The Supreme Court is expected to rule soon on the legality of tariffs Trump imposed on national security grounds. Many small and medium-sized companies in particular are hoping for tariffs to be abolished. This could provide some price relief for companies and potentially free up money to hire more workers.

However, the White House has signaled that it could increase tariffs through other legal channels and laws if the tariffs are eliminated in 2025.

Many millions of Americans suffer from high rents and the lack of affordable homes for sale. But about two-thirds of U.S. households are homeowners, and most of them have fixed monthly mortgage payments or no mortgage at all.

Credit card data shows that low-income households have cut back on discretionary spending as they try to factor in higher living costs. However, the wealthy spend generously enough to keep overall national consumption data afloat. This could also reflect their relative sense of job security.

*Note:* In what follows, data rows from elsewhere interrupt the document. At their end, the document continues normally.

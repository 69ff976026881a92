#![forbid(unsafe_code)]

use std::fmt;
use std::sync::Arc;

use anyhow::{Context, anyhow};
use futures_util::future::BoxFuture;
use thiserror::Error;
use tracing::{debug, info, warn};
use url::Url;

use crate::socket::SlackWs;
use crate::web::SlackApi;

pub type WsConnector = Arc<dyn Fn(Url) -> BoxFuture<'static, anyhow::Result<SlackWs>> + Send + Sync>;

/// Query parameter Slack recognizes for short-lived diagnostic sockets.
const DEBUG_RECONNECTS_PARAM: &str = "debug_reconnects";

#[derive(Debug, Clone, Copy, PartialEq, Eq)]
pub enum ConnectPhase {
	SessionOpen,
	SocketDial,
}

impl fmt::Display for ConnectPhase {
	fn fmt(&self, f: &mut fmt::Formatter<'_>) -> fmt::Result {
		f.write_str(match self {
			Self::SessionOpen => "session-open",
			Self::SocketDial => "socket-dial",
		})
	}
}

#[derive(Debug, Error)]
#[error("{phase} failed after {attempts} attempts")]
pub struct ConnectionError {
	pub phase: ConnectPhase,
	pub attempts: u32,
	#[source]
	pub last_error: anyhow::Error,
}

/// Produces a live socket for one connect cycle.
///
/// Both sub-steps share the same attempt budget and retry immediately.
pub struct ConnectionSupervisor {
	api: Arc<dyn SlackApi>,
	max_attempts: u32,
	debug_reconnects: bool,
	connector: WsConnector,
}

impl ConnectionSupervisor {
	pub fn new(api: Arc<dyn SlackApi>, max_attempts: u32, debug_reconnects: bool) -> Self {
		Self {
			api,
			max_attempts: max_attempts.max(1),
			debug_reconnects,
			connector: default_connector(),
		}
	}

	pub fn with_connector(mut self, connector: WsConnector) -> Self {
		self.connector = connector;
		self
	}

	pub fn max_attempts(&self) -> u32 {
		self.max_attempts
	}

	pub async fn connect(&self) -> Result<SlackWs, ConnectionError> {
		let url = self.open_session().await?;
		self.dial(url).await
	}

	/// Ask the control plane for a fresh socket URL.
	pub async fn open_session(&self) -> Result<Url, ConnectionError> {
		let mut last_error = None;

		for attempt in 1..=self.max_attempts {
			let opened = self
				.api
				.open_connection()
				.await
				.and_then(|raw| Url::parse(&raw).with_context(|| format!("invalid socket url: {raw}")));

			match opened {
				Ok(mut url) => {
					if self.debug_reconnects {
						url.query_pairs_mut().append_pair(DEBUG_RECONNECTS_PARAM, "true");
					}
					debug!(attempt, "opened socket session");
					return Ok(url);
				}
				Err(e) => {
					warn!(attempt, max_attempts = self.max_attempts, error = %e, "failed to open socket session");
					last_error = Some(e);
				}
			}
		}

		Err(ConnectionError {
			phase: ConnectPhase::SessionOpen,
			attempts: self.max_attempts,
			last_error: last_error.unwrap_or_else(|| anyhow!("no session-open attempt made")),
		})
	}

	pub async fn dial(&self, url: Url) -> Result<SlackWs, ConnectionError> {
		let mut last_error = None;

		for attempt in 1..=self.max_attempts {
			match (self.connector)(url.clone()).await {
				Ok(ws) => {
					info!(attempt, "socket connected");
					return Ok(ws);
				}
				Err(e) => {
					warn!(attempt, max_attempts = self.max_attempts, error = %e, "failed to dial socket");
					last_error = Some(e);
				}
			}
		}

		Err(ConnectionError {
			phase: ConnectPhase::SocketDial,
			attempts: self.max_attempts,
			last_error: last_error.unwrap_or_else(|| anyhow!("no socket-dial attempt made")),
		})
	}
}

async fn connect_socket(url: Url) -> anyhow::Result<SlackWs> {
	let (ws, _resp) = tokio_tungstenite::connect_async(url.as_str())
		.await
		.context("connect_async to socket mode url")?;
	Ok(ws)
}

pub fn default_connector() -> WsConnector {
	Arc::new(|url: Url| Box::pin(connect_socket(url)) as BoxFuture<'static, anyhow::Result<SlackWs>>)
}
impl LlmGateway {
    pub fn new(
        registry: ProviderRegistry,
        api_keys: HashMap<String, String>,
        provider: impl Into<String>,
        model: Option<String>,
    ) -> Result<Self> {
        let client = Client::builder()
            .build()
            .context("Failed to build HTTP client")?;
        Ok(Self {
            client,
            registry: Arc::new(registry),
            api_keys: Arc::new(api_keys),
            provider: provider.into(),
            model: model.filter(|m| !m.trim().is_empty()),
        })
    }

    /// Builds the gateway from configuration. When neither the configuration nor the
    /// catalog names a model, the provider's server is asked what it has loaded.
    pub async fn from_config(config: &Config) -> Result<Self> {
        let mut registry =
            ProviderRegistry::builtin().with_base_url_overrides(config.base_urls.clone());
        let descriptor = registry.describe(&config.llm_provider);
        let mut model = config.llm_model.clone();

        if model.is_none() && descriptor.default_model.is_none() {
            let client = Client::new();
            if let Some(base_url) = registry.resolve_base_url(&descriptor.id, None) {
                let models = discovery::discover_models(&client, &descriptor, &base_url).await;
                if models.is_empty() {
                    warn!(
                        "No models discovered for {} at {base_url}; completions will fail until one is loaded",
                        descriptor.id
                    );
                } else {
                    model = models.first().cloned();
                    registry.set_available_models(&descriptor.id, models);
                }
            }
        }

        info!(
            "LLM gateway bound to provider={} model={}",
            descriptor.id,
            model.as_deref().unwrap_or("<none>")
        );
        Self::new(registry, config.api_keys.clone(), descriptor.id, model)
    }

    pub fn provider(&self) -> &str {
        &self.provider
    }

    pub fn model(&self) -> Option<&str> {
        self.model
            .as_deref()
            .or_else(|| self.registry.get(&self.provider)?.fallback_model())
    }

    pub fn registry(&self) -> &ProviderRegistry {
        &self.registry
    }

    /// Models a provider offers: its catalog, or a live listing for servers without one.
    pub async fn available_models(&self, provider_id: &str) -> Vec<String> {
        let descriptor = self.registry.describe(provider_id);
        if !descriptor.available_models.is_empty() || descriptor.discovery.is_empty() {
            return descriptor.available_models;
        }
        match self.registry.resolve_base_url(&descriptor.id, None) {
            Some(base_url) => {
                discovery::discover_models(&self.client, &descriptor, &base_url).await
            }
            None => Vec::new(),
        }
    }

    /// Sends a tiny prompt through the bound provider and reports the outcome as a
    /// user-facing line.
    pub async fn test_connection(&self) -> String {
        let conversation = [ConversationMessage::user("Reply with the single word OK.")];
        let request_id = Uuid::new_v4().to_string();
        let result = self
            .chat(
                &conversation,
                Operation::ConnectionTest,
                ResponseFormat::Text,
                &request_id,
            )
            .await;

        if result.success {
            format!(
                "✅ Connected to {} (model: {})",
                self.provider, result.model_used
            )
        } else {
            format!(
                "❌ {} connection test failed: {}",
                self.provider,
                result.error_message.unwrap_or_default()
            )
        }
    }

    /// Runs one completion against `provider_id`. `model` overrides the provider default.
    pub async fn complete(
        &self,
        conversation: &[ConversationMessage],
        provider_id: &str,
        model: Option<&str>,
        options: &CompletionOptions,
    ) -> CompletionResult {
        let request_id = options
            .request_id
            .clone()
            .unwrap_or_else(|| Uuid::new_v4().to_string());
        let descriptor = self.registry.describe(provider_id);

        let model = model
            .filter(|m| !m.trim().is_empty())
            .map(str::to_string)
            .or_else(|| {
                (descriptor.id == self.provider)
                    .then(|| self.model.clone())
                    .flatten()
            })
            .or_else(|| descriptor.fallback_model().map(str::to_string));
        let Some(model) = model else {
            let error = GatewayError::new(
                ErrorKind::Provider,
                format!("No model configured or discovered for provider '{}'", descriptor.id),
            )
            .with_hint(descriptor.remediation_hint);
            return CompletionResult::failed(error, "", Usage::default(), &request_id);
        };

        debug!(
            request_id = %request_id,
            provider = %descriptor.id,
            model = %model,
            messages = conversation.len(),
            "Dispatching completion"
        );

        match self
            .execute(conversation, &descriptor, &model, options)
            .await
        {
            Ok(parsed) => finalize(parsed, &model, &request_id),
            Err(e) => {
                let e = e.with_hint(descriptor.remediation_hint);
                warn!(request_id = %request_id, "Completion failed: {e}");
                CompletionResult::failed(e, &model, Usage::default(), &request_id)
            }
        }
    }

    async fn execute(
        &self,
        conversation: &[ConversationMessage],
        descriptor: &ProviderDescriptor,
        model: &str,
        options: &CompletionOptions,
    ) -> Result<ParsedCompletion, GatewayError> {
        let base_url = self
            .registry
            .resolve_base_url(&descriptor.id, options.base_url.as_deref())
            .ok_or_else(|| {
                GatewayError::new(
                    ErrorKind::Connection,
                    format!("No base URL configured for provider '{}'", descriptor.id),
                )
            })?;

        let configured_key = self.api_keys.get(&descriptor.id).map(String::as_str);
        let trusted_host = self.registry.resolve_base_url(&descriptor.id, None);
        let api_key = if trusted_host.as_deref() == Some(base_url.as_str()) {
            configured_key
        } else {
            None
        };
        if descriptor.requires_api_key && api_key.is_none() && configured_key.is_some() {
            return Err(GatewayError::new(
                ErrorKind::Authentication,
                format!(
                    "the API key for '{}' is only sent to its configured base URL, not {base_url}",
                    descriptor.id
                ),
            ));
        }
        if descriptor.requires_api_key && api_key.map_or(true, str::is_empty) {
            let variable = descriptor.api_key_env.unwrap_or("the provider's API key variable");
            return Err(GatewayError::new(
                ErrorKind::Authentication,
                format!("No API key configured for '{}'; set {variable}", descriptor.id),
            ));
        }

        let (messages, format) = adapt_for_backend(descriptor, conversation, options.response_format);
        let params = RequestParams {
            model: descriptor.wire_model_name(model),
            messages: &messages,
            format,
            max_tokens: options.max_tokens.unwrap_or(providers::DEFAULT_TOKEN_BUDGET),
            temperature: options.temperature.unwrap_or(0.3),
        };
        let request = wire::build_request(descriptor.family, &params);
        let url = wire::join_url(&base_url, &request.path);

        let builder = self
            .client
            .post(&url)
            .timeout(Duration::from_secs(descriptor.timeout_seconds))
            .json(&request.body);
        let response = wire::apply_auth(builder, descriptor.family, api_key)
            .send()
            .await
            .map_err(|e| {
                GatewayError::new(classify_transport(&e), format!("{url}: {e}."))
            })?;

        let status = response.status();
        let body = response
            .text()
            .await
            .map_err(|e| GatewayError::new(classify_transport(&e), e.to_string()))?;

        if !status.is_success() {
            return Err(GatewayError::new(
                classify_status(status, &body),
                format!("{status}: {}", extract_error_message(&body)),
            ));
        }

        wire::parse_response(descriptor.family, &body)
    }
}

“We’re seeing a shift toward more strategic, higher-level roles, but away from things that are likely to be automated,” said Ms. Taniguchi, research director at Bullhorn.

When employers are picky, job seekers often just take what they can get, even if it’s a series of part-time jobs, temporary self-employment, or a side gig.

“I know a lot of people who say, ‘Well, I work as an Uber driver even though I’m a programmer because I’ve been unemployed for 10 months,'” Ms. Taniguchi said.